Stored records:
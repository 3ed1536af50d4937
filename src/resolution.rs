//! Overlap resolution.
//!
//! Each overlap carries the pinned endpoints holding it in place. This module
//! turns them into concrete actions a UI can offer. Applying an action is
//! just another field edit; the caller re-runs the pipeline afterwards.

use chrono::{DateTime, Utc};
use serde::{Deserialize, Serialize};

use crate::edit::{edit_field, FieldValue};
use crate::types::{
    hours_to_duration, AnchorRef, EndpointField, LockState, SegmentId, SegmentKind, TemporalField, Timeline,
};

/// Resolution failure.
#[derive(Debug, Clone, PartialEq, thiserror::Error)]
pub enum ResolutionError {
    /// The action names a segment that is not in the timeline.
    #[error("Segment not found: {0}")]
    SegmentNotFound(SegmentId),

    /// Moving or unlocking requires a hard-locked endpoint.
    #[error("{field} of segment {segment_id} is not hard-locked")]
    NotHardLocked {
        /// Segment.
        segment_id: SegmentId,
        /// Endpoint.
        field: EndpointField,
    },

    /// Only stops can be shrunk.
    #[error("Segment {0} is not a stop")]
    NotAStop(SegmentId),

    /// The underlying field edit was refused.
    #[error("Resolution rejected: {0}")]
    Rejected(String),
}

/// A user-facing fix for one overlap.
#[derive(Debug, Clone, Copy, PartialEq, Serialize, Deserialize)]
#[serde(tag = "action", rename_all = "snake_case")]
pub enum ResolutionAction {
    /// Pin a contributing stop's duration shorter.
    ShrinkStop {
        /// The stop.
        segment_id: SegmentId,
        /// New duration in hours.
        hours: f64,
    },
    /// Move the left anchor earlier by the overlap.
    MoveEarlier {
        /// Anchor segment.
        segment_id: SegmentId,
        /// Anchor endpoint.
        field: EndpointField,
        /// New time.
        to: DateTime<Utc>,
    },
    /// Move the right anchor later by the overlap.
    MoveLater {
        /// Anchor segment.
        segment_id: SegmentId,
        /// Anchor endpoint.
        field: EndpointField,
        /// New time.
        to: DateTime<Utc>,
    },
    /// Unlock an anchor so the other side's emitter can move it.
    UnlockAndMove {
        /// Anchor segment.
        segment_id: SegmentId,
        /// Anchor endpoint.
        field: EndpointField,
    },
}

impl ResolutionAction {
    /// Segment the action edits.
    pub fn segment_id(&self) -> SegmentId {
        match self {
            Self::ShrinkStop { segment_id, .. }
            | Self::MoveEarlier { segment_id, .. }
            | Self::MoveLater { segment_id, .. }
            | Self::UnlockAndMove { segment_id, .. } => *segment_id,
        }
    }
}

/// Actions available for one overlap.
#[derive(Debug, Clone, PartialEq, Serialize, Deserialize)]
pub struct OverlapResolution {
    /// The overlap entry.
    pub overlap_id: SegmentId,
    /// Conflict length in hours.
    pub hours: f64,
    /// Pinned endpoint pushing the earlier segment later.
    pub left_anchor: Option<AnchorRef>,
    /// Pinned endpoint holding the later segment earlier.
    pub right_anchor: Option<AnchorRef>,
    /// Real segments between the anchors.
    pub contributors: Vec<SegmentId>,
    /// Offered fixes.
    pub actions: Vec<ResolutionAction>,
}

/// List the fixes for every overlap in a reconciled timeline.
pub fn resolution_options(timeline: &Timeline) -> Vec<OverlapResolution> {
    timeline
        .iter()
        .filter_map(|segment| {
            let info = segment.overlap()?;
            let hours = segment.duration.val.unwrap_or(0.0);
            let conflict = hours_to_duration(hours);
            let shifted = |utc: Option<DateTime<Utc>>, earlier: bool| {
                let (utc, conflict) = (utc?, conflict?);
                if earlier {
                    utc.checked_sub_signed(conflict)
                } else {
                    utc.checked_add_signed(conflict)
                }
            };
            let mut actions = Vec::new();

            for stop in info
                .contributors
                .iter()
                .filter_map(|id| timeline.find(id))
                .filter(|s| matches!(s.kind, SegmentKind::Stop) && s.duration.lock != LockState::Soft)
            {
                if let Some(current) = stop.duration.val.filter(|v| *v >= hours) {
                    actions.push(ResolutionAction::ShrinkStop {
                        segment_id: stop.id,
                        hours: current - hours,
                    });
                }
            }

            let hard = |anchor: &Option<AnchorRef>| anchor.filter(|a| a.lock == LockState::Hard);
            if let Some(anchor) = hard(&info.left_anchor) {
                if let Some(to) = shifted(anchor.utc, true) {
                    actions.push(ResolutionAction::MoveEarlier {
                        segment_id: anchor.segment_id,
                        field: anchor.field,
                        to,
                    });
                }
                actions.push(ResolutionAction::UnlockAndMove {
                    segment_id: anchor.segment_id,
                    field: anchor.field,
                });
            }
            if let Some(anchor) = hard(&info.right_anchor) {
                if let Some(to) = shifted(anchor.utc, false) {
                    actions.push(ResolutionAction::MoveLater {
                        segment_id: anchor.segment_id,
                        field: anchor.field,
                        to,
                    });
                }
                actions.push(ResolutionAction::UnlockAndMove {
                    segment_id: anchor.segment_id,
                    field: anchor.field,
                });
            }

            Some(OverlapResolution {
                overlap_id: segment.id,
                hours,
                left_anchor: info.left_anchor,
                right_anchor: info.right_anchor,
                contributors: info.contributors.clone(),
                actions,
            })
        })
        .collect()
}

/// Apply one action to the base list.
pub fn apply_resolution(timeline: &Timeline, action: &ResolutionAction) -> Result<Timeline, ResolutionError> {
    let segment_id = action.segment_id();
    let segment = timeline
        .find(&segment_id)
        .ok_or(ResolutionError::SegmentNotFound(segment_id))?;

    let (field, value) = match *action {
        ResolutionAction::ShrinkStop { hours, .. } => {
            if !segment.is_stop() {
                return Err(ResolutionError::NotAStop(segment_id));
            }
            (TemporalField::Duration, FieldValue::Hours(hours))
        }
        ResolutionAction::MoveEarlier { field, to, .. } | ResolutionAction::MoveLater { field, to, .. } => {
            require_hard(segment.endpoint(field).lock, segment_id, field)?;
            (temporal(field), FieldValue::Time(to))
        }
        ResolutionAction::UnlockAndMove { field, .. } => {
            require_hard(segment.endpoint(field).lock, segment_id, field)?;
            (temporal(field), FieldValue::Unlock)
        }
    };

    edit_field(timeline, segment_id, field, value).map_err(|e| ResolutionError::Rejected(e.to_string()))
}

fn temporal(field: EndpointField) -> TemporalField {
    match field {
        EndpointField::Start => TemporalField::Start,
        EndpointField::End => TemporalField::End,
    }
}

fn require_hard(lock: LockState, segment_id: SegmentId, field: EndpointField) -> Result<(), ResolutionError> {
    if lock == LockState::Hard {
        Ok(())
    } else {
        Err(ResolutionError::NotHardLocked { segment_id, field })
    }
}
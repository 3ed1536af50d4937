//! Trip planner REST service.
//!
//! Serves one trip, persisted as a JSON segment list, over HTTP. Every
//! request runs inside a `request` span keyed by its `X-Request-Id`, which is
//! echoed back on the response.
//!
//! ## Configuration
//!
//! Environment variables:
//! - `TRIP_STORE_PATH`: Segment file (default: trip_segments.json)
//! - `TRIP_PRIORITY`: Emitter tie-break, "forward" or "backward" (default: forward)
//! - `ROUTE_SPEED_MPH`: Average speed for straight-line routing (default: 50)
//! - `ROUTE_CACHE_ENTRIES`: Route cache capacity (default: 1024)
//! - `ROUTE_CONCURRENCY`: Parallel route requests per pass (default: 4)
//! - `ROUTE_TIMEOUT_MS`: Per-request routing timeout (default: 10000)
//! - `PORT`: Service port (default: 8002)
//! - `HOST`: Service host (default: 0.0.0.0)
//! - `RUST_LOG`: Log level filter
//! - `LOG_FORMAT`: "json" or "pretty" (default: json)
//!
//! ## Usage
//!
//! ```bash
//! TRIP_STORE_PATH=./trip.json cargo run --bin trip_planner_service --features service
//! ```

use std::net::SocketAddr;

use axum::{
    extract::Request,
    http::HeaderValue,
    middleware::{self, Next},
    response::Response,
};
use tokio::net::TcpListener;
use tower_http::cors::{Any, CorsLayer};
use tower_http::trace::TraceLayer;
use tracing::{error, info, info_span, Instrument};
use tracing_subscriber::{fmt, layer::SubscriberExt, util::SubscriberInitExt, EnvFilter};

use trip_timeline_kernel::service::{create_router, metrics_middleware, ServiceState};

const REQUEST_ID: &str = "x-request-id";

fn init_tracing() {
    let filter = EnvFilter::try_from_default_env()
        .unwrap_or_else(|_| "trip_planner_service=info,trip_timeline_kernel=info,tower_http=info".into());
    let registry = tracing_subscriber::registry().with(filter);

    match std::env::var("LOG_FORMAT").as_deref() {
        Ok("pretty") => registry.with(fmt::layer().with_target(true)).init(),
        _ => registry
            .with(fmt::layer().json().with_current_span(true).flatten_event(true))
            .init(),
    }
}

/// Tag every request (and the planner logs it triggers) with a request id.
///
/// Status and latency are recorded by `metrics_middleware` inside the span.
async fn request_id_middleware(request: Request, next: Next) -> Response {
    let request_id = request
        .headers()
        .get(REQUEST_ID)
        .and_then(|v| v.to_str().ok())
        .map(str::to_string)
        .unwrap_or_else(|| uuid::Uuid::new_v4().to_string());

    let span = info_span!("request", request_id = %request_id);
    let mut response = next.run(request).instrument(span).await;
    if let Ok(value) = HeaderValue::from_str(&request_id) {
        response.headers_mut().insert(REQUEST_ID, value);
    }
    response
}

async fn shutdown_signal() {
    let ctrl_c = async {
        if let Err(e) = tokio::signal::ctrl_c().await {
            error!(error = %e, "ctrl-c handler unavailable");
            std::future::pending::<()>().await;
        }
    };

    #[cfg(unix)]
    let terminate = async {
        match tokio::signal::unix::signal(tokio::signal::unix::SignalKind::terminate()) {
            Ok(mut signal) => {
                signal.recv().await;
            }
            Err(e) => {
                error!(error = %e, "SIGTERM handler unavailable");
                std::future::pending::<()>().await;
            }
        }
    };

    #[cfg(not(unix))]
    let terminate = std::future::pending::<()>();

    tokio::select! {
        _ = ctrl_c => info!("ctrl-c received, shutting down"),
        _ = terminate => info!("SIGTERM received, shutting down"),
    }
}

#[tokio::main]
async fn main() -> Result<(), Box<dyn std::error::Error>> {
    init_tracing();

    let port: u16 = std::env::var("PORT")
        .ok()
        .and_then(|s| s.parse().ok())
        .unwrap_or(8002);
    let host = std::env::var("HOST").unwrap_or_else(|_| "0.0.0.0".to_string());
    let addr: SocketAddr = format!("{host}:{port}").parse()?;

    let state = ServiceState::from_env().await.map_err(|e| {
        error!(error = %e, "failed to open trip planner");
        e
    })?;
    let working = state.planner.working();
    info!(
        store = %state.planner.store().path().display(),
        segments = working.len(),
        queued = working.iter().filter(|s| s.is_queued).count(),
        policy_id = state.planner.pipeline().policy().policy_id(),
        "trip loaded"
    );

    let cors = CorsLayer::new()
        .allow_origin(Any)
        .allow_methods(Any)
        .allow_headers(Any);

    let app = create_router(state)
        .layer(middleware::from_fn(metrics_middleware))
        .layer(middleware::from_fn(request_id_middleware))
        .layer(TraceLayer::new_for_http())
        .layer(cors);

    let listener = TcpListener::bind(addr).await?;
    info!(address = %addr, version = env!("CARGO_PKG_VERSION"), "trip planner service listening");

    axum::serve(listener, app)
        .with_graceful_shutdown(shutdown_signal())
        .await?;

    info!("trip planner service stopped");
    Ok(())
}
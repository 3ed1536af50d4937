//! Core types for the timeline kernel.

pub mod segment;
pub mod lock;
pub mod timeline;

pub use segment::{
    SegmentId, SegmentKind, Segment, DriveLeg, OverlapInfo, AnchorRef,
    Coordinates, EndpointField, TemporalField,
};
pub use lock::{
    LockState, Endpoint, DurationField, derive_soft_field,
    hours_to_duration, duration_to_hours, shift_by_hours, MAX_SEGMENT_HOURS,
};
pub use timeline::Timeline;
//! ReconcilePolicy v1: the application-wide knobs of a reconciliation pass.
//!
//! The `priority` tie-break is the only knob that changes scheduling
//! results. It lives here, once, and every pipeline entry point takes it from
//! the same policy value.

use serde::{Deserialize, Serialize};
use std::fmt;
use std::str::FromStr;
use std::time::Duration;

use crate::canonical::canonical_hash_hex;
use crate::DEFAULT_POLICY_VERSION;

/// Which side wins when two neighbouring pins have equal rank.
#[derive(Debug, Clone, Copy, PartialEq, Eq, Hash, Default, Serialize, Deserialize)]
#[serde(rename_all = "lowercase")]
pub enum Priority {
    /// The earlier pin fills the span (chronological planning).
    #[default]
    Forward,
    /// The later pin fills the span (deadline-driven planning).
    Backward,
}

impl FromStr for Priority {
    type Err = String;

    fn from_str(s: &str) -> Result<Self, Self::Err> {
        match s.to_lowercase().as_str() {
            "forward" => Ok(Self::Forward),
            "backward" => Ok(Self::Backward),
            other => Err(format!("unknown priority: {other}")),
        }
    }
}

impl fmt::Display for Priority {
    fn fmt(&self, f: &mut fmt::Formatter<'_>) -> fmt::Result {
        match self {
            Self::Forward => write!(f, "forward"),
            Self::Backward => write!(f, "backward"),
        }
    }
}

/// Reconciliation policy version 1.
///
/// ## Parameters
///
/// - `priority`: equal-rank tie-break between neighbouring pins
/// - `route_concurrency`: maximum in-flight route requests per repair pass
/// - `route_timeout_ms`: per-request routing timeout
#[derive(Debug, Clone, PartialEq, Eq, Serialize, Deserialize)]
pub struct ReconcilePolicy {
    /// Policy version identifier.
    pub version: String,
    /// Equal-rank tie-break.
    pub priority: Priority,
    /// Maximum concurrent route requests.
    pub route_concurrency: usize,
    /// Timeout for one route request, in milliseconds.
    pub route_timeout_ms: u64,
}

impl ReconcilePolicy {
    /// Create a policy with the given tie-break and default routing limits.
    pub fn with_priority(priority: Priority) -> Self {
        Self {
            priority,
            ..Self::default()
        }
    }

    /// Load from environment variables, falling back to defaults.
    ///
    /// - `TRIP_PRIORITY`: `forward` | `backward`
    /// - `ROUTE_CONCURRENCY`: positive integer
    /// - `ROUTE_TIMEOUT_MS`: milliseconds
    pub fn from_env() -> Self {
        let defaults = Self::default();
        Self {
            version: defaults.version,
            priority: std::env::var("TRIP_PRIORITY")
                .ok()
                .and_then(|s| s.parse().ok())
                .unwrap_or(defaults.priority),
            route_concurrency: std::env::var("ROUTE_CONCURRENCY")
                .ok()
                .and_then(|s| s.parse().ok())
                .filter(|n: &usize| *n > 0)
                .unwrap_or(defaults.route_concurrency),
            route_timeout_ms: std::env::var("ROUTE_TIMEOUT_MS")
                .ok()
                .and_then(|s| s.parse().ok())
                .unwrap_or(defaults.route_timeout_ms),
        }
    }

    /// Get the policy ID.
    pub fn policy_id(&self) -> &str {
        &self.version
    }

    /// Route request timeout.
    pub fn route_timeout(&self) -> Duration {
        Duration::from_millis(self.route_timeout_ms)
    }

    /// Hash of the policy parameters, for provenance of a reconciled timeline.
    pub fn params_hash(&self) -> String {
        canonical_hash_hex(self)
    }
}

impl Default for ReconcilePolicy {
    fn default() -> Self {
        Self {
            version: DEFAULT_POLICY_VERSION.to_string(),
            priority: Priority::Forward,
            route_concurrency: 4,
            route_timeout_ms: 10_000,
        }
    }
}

Activity:
Please print verbatim each line from the first line of the entries above to the line that contains "in the timeline.", inclusive, and nothing more.

Response area:
repository 3ed1536af50d4937
filename src/resolution.rs
//! Overlap resolution.
//!
//! Each overlap carries the pinned endpoints holding it in place. This module
//! turns them into concrete actions a UI can offer. Applying an action is
//! just another field edit; the caller re-runs the pipeline afterwards.

use chrono::{DateTime, Utc};
use serde::{Deserialize, Serialize};

use crate::edit::{edit_field, FieldValue};
use crate::types::{
    hours_to_duration, AnchorRef, EndpointField, LockState, SegmentId, SegmentKind, TemporalField, Timeline,
};

/// Resolution failure.
#[derive(Debug, Clone, PartialEq, thiserror::Error)]
pub enum ResolutionError {
    /// The action names a segment that is not in the timeline.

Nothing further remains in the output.